To address inequitable value distribution and misaligned responsibilities among domain experts—whose data contributions yield downstream benefits they cannot share, yet who bear copyright and privacy risks—this paper proposes PKUS, the first system to model professional knowledge as a verifiable, auditable, and isolated first-class entity. PKUS employs lightweight adapter encapsulation coupled with hardware-enforced Trusted Execution Environment (TEE) isolation, enabling physically separated yet coordinated sharded execution alongside GPU-based backbone models. Its innovations include TEE-GPU heterogeneous scheduling, multi-provider knowledge aggregation, a LoRA variant for knowledge encoding, and hardware-rooted lifecycle authentication. Evaluated on SST-2, MNLI, and SQuAD, PKUS matches full fine-tuning and standard LoRA in accuracy while achieving the lowest inference latency—accelerating over CPU-only TEE by 8.1–11.9×.

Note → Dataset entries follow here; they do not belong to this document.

//! Integration tests for the PostgreSQL storage backends using testcontainers.
//!
//! These tests spin up a real PostgreSQL container and exercise:
//! - `SqlMatchStorage`: match rows, owner compare-and-set, draft versioning, link guard
//! - `SqlInboxStorage`: first/duplicate admission, concurrent admission, pruning
//! - `SqlVoteStorage`: per-player upsert and grouped tally
//! - A full coordinator flow from lobby to linked match
//!
//! Run: `cargo test -p matchcoord --test sql_integration`
//!
//! Requires Docker to be running.

use std::sync::Arc;
use std::time::Duration;

use chrono::{DateTime, Utc};
use serde_json::json;

use matchcoord::broadcast::events;
use matchcoord::clock::ManualClock;
use matchcoord::config::CoordinatorConfig;
use matchcoord::coordinator::{CoordinatorStorage, MatchCoordinator};
use matchcoord::draft::{DraftState, ACTION_COUNT};
use matchcoord::inbox::{AdmitResult, InboxEvent, InboxStorage};
use matchcoord::match_storage::{MatchRecord, MatchStorage, OwnerLease, StatusChange};
use matchcoord::storage::sql_inbox::SqlInboxStorage;
use matchcoord::storage::sql_match::SqlMatchStorage;
use matchcoord::storage::sql_vote::SqlVoteStorage;
use matchcoord::testing::{team, RecordingBroadcaster};
use matchcoord::timeout_monitor::TimeoutMonitor;
use matchcoord::types::{BackendId, ChampionId, EventId, GameId, MatchId, MatchStatus, PlayerId};
use matchcoord::vote::{Vote, VoteStorage, VoteWrite};

use testcontainers::runners::AsyncRunner;
use testcontainers_modules::postgres::Postgres;

// ============================================================================
// Shared test infrastructure
// ============================================================================

/// Start a Postgres container and return a connected `PgPool` with migrations applied.
async fn setup_postgres() -> (testcontainers::ContainerAsync<Postgres>, sqlx::PgPool) {
    let container = Postgres::default()
        .start()
        .await
        .expect("failed to start postgres container");

    let host = container.get_host().await.expect("failed to get host");
    let port = container
        .get_host_port_ipv4(5432)
        .await
        .expect("failed to get port");

    let url = format!("postgres://postgres:postgres@{host}:{port}/postgres");
    let pool = sqlx::PgPool::connect(&url)
        .await
        .expect("failed to connect to postgres");

    matchcoord::storage::migrate(&pool)
        .await
        .expect("migration failed");

    (container, pool)
}
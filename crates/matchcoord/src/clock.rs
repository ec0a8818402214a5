use chrono::{DateTime, Utc};
use parking_lot::Mutex;

/// Wall-clock source. Turn deadlines and lease staleness are computed from it.
pub trait Clock: Send + Sync {
    fn now(&self) -> DateTime<Utc>;
}

/// Clock backed by the system time.
#[derive(Debug, Clone, Copy, Default)]
pub struct SystemClock;

impl Clock for SystemClock {
    fn now(&self) -> DateTime<Utc> {
        Utc::now()
    }
}

/// Clock that only moves when told to.
#[derive(Debug)]
pub struct ManualClock {
    now: Mutex<DateTime<Utc>>,
}

impl ManualClock {
    pub fn new(start: DateTime<Utc>) -> Self {
        Self {
            now: Mutex::new(start),
        }
    }

    pub fn advance(&self, by: std::time::Duration) {
        let Ok(by) = chrono::Duration::from_std(by) else {
            return;
        };
        let mut now = self.now.lock();
        if let Some(next) = now.checked_add_signed(by) {
            *now = next;
        }
    }

    pub fn set(&self, to: DateTime<Utc>) {
        *self.now.lock() = to;
    }
}

impl Default for ManualClock {
    fn default() -> Self {
        Self::new(Utc::now())
    }
}

impl Clock for ManualClock {
    fn now(&self) -> DateTime<Utc> {
        *self.now.lock()
    }
}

Future improvements in large language model (LLM) services increasingly hinge on access to high-value professional knowledge rather than more generic web data. However, the data providers of this knowledge face a skewed tradeoff between income and risk: they receive little share of downstream value yet retain copyright and privacy liability, making them reluctant to contribute their assets to LLM services. Existing techniques do not offer a trustworthy and controllable way to use professional knowledge, because they keep providers in the dark and combine knowledge parameters with the underlying LLM backbone. In this paper, we present PKUS, the Professional Knowledge Utilization System, which treats professional knowledge as a first-class, separable artifact. PKUS keeps the backbone model on GPUs and encodes each provider's contribution as a compact adapter that executes only inside an attested Trusted Execution Environment (TEE). A hardware-rooted lifecycle protocol, adapter pruning, multi-provider aggregation, and split-execution scheduling together make this design practical at serving time. On SST-2, MNLI, and SQuAD with GPT-2 Large and Llama-3.2-1B, PKUS preserves model utility, matching the accuracy and F1 of full fine-tuning and plain LoRA, while achieving the lowest per-request latency with 8.1-11.9x speedup over CPU-only TEE inference and naive CPU-GPU co-execution.